Exercise
Below are records; count the lines that contain "threads" and give only the total.

Saved entries:

==========

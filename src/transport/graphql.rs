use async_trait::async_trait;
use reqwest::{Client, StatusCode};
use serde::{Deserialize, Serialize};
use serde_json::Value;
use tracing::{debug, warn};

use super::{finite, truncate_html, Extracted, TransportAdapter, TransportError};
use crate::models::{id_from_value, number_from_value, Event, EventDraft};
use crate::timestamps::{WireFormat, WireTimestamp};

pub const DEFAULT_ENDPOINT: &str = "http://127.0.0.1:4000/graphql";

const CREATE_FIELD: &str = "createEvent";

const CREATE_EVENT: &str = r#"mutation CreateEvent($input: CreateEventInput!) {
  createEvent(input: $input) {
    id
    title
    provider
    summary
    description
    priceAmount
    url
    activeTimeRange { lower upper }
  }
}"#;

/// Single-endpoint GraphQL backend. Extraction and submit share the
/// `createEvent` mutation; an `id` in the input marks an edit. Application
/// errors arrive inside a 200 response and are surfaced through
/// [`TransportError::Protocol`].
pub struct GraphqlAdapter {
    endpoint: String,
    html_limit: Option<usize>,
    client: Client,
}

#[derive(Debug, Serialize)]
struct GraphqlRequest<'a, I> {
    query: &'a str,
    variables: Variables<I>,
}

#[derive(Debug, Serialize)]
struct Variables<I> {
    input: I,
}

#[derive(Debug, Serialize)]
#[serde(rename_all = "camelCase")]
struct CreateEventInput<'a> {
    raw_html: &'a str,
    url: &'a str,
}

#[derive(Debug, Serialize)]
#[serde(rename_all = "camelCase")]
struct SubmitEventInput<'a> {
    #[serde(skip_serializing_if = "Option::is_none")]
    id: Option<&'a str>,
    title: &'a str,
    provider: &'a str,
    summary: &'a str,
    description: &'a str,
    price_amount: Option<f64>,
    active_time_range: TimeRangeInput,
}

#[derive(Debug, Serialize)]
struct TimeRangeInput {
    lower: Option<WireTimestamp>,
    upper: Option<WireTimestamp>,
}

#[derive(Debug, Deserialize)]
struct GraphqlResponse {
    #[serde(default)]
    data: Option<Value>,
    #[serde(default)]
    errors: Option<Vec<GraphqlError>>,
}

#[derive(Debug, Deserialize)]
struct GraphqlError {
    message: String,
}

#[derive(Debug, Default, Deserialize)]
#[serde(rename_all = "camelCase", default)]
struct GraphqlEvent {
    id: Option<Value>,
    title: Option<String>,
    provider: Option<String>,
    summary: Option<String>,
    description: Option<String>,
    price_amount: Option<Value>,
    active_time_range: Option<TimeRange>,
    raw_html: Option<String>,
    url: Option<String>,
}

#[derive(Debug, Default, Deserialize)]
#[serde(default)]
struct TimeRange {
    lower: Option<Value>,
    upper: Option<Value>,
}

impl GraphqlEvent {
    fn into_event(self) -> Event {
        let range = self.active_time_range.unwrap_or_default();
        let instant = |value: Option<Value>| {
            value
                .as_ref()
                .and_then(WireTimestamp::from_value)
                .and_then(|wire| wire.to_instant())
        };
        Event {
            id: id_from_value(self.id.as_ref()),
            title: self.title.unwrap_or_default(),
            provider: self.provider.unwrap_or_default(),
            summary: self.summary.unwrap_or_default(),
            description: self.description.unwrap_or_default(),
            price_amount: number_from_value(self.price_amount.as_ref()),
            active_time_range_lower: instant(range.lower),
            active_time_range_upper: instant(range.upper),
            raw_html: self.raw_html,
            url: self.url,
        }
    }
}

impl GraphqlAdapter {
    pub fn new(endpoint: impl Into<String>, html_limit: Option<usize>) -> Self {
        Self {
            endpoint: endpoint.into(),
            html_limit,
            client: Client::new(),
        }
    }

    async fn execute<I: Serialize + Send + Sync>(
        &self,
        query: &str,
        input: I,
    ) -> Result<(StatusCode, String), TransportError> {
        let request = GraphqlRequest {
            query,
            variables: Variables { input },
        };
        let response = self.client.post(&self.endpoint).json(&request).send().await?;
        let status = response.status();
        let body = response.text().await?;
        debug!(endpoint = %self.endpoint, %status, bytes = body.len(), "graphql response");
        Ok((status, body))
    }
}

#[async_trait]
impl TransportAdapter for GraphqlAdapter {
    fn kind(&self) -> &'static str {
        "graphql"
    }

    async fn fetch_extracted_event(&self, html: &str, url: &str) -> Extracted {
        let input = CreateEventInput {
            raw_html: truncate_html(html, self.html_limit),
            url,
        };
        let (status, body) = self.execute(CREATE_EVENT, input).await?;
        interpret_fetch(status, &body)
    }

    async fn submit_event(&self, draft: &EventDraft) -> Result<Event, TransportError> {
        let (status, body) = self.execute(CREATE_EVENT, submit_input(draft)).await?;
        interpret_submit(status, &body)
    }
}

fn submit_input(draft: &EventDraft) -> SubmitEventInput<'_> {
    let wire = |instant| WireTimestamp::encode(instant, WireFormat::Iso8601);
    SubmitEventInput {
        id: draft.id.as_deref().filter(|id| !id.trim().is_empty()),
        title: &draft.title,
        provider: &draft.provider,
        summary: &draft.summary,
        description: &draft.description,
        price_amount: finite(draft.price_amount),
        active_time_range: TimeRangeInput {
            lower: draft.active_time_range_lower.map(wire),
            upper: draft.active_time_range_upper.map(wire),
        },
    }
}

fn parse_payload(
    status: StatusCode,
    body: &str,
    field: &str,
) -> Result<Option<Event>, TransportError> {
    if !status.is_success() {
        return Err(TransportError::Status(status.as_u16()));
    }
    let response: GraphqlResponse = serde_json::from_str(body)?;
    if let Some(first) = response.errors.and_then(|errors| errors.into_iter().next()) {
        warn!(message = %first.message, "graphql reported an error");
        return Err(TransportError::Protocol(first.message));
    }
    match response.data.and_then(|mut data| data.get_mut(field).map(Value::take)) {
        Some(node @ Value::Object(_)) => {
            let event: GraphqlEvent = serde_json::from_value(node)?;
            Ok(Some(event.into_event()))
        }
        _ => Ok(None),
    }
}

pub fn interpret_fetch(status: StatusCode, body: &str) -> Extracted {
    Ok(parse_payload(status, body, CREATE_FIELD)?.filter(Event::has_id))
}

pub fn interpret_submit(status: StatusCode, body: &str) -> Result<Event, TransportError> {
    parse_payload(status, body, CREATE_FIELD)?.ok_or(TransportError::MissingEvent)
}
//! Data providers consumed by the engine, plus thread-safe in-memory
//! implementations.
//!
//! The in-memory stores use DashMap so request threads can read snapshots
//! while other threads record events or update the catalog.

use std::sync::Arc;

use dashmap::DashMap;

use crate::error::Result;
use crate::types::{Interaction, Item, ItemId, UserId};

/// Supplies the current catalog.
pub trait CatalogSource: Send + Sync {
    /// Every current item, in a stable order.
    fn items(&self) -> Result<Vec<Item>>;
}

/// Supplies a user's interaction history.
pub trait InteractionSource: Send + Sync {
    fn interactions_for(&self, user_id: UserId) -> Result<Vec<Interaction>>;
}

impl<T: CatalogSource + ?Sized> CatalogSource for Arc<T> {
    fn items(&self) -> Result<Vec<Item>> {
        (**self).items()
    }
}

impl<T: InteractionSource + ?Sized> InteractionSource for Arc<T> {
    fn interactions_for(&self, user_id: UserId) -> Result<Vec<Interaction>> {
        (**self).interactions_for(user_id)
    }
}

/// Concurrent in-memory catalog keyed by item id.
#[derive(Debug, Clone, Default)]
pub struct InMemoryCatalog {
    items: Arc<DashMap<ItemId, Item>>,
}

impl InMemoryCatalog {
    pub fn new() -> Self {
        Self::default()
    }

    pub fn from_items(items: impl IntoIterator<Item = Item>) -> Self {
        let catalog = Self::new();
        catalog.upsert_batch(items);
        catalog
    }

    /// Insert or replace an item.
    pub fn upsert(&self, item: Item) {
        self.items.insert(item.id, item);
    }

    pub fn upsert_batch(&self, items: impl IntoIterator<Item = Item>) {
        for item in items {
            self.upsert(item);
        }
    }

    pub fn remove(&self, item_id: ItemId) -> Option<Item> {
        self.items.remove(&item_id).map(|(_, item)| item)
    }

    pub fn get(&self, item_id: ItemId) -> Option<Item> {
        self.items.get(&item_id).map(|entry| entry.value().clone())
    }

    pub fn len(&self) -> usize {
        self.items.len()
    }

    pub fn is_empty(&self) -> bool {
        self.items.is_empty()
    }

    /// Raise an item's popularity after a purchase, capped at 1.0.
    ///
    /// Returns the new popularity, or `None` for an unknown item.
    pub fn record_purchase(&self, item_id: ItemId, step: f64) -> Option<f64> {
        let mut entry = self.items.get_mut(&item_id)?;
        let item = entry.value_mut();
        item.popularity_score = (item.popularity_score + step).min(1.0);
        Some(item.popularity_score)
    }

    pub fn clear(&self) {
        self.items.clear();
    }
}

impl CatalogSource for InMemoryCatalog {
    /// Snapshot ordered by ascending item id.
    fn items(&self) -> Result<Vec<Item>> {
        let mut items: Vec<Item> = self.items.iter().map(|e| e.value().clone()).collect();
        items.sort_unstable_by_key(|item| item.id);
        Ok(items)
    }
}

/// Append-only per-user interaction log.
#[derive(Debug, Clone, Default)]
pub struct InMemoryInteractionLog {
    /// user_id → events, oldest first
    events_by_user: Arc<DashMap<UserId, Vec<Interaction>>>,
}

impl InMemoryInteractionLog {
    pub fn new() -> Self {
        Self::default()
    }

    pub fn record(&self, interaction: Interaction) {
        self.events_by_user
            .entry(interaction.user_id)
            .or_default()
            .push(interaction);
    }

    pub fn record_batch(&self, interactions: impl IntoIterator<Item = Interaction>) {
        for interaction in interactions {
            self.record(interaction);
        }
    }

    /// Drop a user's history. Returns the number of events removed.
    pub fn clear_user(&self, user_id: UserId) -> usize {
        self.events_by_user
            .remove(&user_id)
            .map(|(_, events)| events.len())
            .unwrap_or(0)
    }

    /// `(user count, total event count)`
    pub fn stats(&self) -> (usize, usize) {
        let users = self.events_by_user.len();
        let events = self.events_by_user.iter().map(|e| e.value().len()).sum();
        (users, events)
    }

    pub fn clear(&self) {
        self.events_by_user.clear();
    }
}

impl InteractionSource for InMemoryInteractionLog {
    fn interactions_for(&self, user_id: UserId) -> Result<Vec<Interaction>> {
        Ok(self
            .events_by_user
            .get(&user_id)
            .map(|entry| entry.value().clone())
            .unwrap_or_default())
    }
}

==========

Your solution
2